BMP-dependent patterning of ectoderm tissue material properties modulates lateral mesendoderm cell migration during early zebrafish gastrulation

Cell migration is a fundamental process during embryonic development. Most studies on cell migration in vivo have focussed on the migration of cells using the extracellular matrix (ECM) as their substrate for migration. In contrast, much less is known about how cells migrate on other cells, as found in early embryos when the ECM has not yet formed. Here, we show that lateral mesendoderm (LME) cells in the early zebrafish gastrula use the overlying ectoderm as their substrate for migration.

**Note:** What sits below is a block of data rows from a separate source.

use crate::error::{PortalError, PortalResult};
use crate::features::fetcher::DocumentSource;
use crate::features::model::{DocumentEntry, DocumentKind, GalleryPhoto};
use crate::features::storage::{sanitize_file_stem, write_atomic};
use crate::state::AppState;
use crate::ui::{node, Button as UiButton, Card as UiCard, Column as UiColumn, Image as UiImage, Text as UiText};
use rust_i18n::t;
use serde_json::Value;
use std::collections::BTreeMap;
use std::path::{Path, PathBuf};
use tracing::info;

pub fn ensure_pdf(bytes: &[u8]) -> PortalResult<()> {
    match infer::get(bytes) {
        Some(kind) if kind.mime_type() == "application/pdf" => Ok(()),
        Some(kind) => Err(PortalError::MalformedDocument(format!(
            "expected pdf, got {}",
            kind.mime_type()
        ))),
        None => Err(PortalError::MalformedDocument("unrecognized content".into())),
    }
}

/// Fetches an entry's PDF and stores it as `<title>.pdf` in `dir`.
pub async fn download(source: &dyn DocumentSource, entry: &DocumentEntry, dir: &Path) -> PortalResult<PathBuf> {
    let bytes = source.fetch(entry.document_url()).await?;
    ensure_pdf(&bytes)?;
    let filename = format!("{}.pdf", sanitize_file_stem(&entry.title, "documento"));
    let path = write_atomic(dir, &filename, &bytes)?;
    info!(document = %entry.document_id, path = %path.display(), bytes = bytes.len(), "document downloaded");
    Ok(path)
}

/// Photos keyed by gallery category, in category order; each group keeps the
/// incoming order.
pub fn group_gallery(photos: &[GalleryPhoto]) -> BTreeMap<&str, Vec<&GalleryPhoto>> {
    let mut grouped: BTreeMap<&str, Vec<&GalleryPhoto>> = BTreeMap::new();
    for photo in photos {
        grouped.entry(photo.category.as_str()).or_default().push(photo);
    }
    grouped
}

pub fn section_title(kind: DocumentKind) -> String {
    let key = format!("section_{}", kind.id());
    t!(key.as_str()).into_owned()
}

pub fn render_documents_screen(state: &AppState, kind: DocumentKind) -> Value {
    let title = section_title(kind);
    let mut children = vec![node(UiText::new(&title).size(20.0))];

    if kind == DocumentKind::Contracts {
        if state.contracts.is_empty() {
            children.push(node(UiText::new(&t!("documents_empty")).size(14.0)));
        }
        for record in &state.contracts {
            let date = record.created_at.format("%d/%m/%Y").to_string();
            let status = if record.signed {
                t!("contract_status_signed")
            } else {
                t!("contract_status_pending")
            };
            let mut body = vec![node(UiText::new(&status).size(12.0).content_description("contract_status"))];
            body.push(node(
                UiButton::new(&t!("document_download"), "document_download")
                    .payload(&record.document_id)
                    .disabled(record.document_url().is_none()),
            ));
            if !record.signed {
                body.push(node(
                    UiButton::new(&t!("contract_sign"), "sign_open")
                        .id("sign_open_btn")
                        .payload(&record.document_id),
                ));
            }
            children.push(node(UiCard::new(body).title(&record.title).subtitle(&date).padding(12)));
        }
    } else {
        if state.documents.is_empty() {
            children.push(node(UiText::new(&t!("documents_empty")).size(14.0)));
        }
        for entry in &state.documents {
            let date = entry.created_at.format("%d/%m/%Y").to_string();
            let body = vec![node(
                UiButton::new(&t!("document_download"), "document_download")
                    .payload(&entry.document_id)
                    .disabled(entry.document_url().is_none()),
            )];
            children.push(node(UiCard::new(body).title(&entry.title).subtitle(&date).padding(12)));
        }
    }

    if let Some(path) = &state.last_download {
        let saved = t!("document_saved", path = path.display());
        children.push(node(UiText::new(&saved).size(12.0).content_description("download_path")));
    }
    node(UiColumn::new(children).padding(24))
}

pub fn render_gallery_screen(state: &AppState) -> Value {
    let title = section_title(DocumentKind::Gallery);
    let mut children = vec![node(UiText::new(&title).size(20.0))];
    if state.gallery.is_empty() {
        children.push(node(UiText::new(&t!("documents_empty")).size(14.0)));
    }
    for (category, photos) in group_gallery(&state.gallery) {
        let items: Vec<Value> = photos
            .iter()
            .map(|photo| {
                let label = photo.caption.as_deref().unwrap_or(&photo.name);
                node(UiImage::new(&photo.url).content_description(label))
            })
            .collect();
        let count = photos.len().to_string();
        children.push(node(UiCard::new(items).title(category).subtitle(&count).padding(8)));
    }
    node(UiColumn::new(children).padding(24))
}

We show that the lateral ectoderm is permissive for the animal pole-directed migration of LME cells, while the ectoderm at the animal pole of the gastrula halts animal pole-directed LME migration. These differences in the permissive properties of the ectoderm for LME migration are due to the lateral ectoderm being more cohesive and viscous than the animal ectoderm. Consistently, tuning cell contractility in lateral and animal ectoderm via modulation of the actomyosin cytoskeleton is sufficient to change their permissiveness for LME migration. Finally, we found that BMP signalling is critical for reducing animal ectoderm cohesion and, thus, its capacity to halt LME migration towards the animal pole. Collectively, these findings identify a critical role of ectoderm tissue cohesion and viscosity in guiding LME migration during zebrafish gastrulation. ### Competing Interest Statement The authors have declared no competing interest.